** Opening Excerpted records block **

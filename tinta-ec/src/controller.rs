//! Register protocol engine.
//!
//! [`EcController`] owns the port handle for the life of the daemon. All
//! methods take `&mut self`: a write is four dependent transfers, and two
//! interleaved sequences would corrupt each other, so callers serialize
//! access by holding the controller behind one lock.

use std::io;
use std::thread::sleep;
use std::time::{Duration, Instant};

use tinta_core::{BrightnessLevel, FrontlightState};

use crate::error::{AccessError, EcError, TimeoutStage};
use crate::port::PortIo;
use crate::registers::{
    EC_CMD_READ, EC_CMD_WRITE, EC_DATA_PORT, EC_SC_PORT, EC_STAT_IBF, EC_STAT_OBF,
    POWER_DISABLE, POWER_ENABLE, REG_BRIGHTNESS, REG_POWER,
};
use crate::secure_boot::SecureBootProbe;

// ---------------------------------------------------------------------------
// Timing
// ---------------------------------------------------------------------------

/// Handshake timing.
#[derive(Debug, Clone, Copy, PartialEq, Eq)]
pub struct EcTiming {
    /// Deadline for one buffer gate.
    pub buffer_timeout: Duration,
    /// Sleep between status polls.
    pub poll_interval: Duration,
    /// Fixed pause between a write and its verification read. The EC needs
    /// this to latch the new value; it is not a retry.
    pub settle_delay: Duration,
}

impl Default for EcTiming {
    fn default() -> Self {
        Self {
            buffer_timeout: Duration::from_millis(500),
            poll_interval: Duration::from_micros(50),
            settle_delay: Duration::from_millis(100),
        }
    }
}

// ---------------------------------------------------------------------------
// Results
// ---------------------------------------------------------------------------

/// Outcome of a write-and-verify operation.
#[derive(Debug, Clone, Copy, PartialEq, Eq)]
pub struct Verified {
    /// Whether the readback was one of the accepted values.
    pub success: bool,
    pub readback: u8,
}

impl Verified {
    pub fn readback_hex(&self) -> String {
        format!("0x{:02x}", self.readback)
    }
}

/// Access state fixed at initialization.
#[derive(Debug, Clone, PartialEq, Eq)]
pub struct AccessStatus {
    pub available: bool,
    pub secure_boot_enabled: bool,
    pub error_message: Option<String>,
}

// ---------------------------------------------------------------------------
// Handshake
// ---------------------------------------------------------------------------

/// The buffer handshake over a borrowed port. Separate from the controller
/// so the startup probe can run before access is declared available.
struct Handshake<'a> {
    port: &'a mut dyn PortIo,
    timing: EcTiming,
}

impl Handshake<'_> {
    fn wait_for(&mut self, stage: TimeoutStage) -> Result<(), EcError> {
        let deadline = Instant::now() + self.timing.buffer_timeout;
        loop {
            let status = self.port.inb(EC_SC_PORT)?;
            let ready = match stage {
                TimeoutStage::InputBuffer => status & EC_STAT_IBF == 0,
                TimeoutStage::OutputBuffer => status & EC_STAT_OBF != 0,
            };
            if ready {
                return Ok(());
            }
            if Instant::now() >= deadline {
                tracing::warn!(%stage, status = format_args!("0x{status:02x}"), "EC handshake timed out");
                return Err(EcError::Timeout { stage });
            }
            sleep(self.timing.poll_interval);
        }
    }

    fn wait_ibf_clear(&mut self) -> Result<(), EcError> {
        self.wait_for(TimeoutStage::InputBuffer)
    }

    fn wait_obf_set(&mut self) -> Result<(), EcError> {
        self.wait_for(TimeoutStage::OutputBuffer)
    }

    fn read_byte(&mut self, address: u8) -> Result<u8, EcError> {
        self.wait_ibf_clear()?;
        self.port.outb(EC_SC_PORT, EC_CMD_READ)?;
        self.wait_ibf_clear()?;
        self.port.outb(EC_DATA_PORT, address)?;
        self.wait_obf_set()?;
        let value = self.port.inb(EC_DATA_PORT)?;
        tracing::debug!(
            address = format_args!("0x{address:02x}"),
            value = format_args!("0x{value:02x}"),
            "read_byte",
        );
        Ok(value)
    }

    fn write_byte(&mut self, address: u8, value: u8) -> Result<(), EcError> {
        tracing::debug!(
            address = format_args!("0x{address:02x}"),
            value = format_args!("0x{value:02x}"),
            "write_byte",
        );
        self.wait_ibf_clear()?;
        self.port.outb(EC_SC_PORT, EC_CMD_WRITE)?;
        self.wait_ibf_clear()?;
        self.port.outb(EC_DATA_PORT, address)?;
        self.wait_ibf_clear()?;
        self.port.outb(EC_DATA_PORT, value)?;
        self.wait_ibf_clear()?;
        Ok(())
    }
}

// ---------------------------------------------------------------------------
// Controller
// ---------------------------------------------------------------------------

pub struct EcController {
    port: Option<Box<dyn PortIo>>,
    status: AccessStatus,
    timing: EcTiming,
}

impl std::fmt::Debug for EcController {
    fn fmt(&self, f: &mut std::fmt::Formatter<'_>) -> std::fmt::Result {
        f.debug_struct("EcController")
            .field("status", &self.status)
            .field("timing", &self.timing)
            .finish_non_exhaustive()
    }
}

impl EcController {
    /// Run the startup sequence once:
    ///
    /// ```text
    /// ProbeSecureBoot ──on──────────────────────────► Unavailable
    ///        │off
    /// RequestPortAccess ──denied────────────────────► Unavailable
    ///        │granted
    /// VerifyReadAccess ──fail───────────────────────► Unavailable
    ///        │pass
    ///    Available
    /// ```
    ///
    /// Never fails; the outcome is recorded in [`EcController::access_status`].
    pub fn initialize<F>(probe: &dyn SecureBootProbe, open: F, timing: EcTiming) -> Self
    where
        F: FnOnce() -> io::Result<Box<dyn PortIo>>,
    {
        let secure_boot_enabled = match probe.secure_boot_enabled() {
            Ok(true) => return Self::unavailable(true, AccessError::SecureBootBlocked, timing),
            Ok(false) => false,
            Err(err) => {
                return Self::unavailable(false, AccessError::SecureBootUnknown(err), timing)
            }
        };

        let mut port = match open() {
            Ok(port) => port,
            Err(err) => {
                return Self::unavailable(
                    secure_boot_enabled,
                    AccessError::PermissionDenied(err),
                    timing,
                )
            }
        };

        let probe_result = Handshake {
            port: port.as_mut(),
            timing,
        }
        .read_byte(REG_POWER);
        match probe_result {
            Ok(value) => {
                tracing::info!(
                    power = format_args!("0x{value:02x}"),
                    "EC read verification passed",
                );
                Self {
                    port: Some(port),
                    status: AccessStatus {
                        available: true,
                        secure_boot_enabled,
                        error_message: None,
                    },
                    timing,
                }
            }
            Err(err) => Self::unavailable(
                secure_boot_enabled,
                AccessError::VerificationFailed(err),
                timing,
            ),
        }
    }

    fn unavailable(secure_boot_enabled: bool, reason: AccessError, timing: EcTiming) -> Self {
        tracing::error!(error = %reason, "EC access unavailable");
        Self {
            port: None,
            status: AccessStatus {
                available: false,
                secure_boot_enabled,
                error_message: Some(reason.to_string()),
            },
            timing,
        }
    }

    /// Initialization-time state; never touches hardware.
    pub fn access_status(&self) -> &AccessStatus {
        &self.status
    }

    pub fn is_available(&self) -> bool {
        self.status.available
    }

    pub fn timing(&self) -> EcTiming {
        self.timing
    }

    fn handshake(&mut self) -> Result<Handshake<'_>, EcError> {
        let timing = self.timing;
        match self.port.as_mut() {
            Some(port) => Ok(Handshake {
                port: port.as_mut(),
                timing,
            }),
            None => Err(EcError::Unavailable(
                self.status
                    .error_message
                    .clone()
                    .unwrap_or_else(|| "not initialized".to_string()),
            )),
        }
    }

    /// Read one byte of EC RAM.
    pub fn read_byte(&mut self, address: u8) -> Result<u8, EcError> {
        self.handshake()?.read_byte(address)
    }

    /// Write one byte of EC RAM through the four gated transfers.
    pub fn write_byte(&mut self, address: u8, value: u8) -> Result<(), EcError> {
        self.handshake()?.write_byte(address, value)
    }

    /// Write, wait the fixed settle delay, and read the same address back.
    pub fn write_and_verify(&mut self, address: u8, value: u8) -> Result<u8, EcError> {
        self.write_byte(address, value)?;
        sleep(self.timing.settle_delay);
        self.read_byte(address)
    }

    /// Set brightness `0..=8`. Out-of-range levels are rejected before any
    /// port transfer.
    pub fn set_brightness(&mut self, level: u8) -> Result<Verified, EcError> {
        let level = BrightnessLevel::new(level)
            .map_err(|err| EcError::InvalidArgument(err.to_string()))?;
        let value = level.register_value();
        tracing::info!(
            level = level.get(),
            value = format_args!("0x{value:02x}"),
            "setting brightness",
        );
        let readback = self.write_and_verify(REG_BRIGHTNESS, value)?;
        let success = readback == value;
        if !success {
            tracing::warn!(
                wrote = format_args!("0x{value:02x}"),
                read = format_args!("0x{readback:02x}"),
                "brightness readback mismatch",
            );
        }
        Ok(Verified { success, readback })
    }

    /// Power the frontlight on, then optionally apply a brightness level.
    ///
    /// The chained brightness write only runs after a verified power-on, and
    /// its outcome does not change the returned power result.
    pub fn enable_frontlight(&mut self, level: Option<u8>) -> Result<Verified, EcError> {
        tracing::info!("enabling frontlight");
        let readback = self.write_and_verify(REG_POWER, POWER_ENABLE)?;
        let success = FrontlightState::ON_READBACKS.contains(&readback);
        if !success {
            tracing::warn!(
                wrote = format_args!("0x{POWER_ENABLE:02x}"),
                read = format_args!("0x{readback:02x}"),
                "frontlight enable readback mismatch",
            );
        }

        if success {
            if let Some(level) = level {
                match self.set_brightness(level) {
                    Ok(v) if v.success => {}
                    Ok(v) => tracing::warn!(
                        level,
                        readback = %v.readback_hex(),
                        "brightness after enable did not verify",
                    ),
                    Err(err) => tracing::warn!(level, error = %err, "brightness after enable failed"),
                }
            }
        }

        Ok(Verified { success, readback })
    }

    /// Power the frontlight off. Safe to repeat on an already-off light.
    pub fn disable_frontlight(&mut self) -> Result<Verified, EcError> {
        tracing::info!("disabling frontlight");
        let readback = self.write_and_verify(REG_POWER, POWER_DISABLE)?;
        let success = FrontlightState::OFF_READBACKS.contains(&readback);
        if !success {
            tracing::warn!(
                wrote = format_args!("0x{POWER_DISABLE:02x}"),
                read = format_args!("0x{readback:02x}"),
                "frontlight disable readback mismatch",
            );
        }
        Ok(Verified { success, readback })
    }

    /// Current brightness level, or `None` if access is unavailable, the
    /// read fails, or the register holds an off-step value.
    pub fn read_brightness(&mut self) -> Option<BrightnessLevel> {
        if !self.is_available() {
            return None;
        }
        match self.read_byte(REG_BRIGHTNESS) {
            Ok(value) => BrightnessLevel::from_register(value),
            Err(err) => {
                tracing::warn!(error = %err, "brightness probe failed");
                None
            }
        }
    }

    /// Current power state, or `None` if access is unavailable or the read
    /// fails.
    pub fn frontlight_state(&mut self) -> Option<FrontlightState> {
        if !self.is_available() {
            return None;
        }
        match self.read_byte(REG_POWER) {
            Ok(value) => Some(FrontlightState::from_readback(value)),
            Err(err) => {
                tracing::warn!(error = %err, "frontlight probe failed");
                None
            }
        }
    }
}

** Closing Excerpted records block **

## The task
Wherever the word "BrightnessLevel" occurs in the data above, copy the line it sits in.

## Expected output
use tinta_core::{BrightnessLevel, FrontlightState};
        let level = BrightnessLevel::new(level)
    pub fn read_brightness(&mut self) -> Option<BrightnessLevel> {
            Ok(value) => BrightnessLevel::from_register(value),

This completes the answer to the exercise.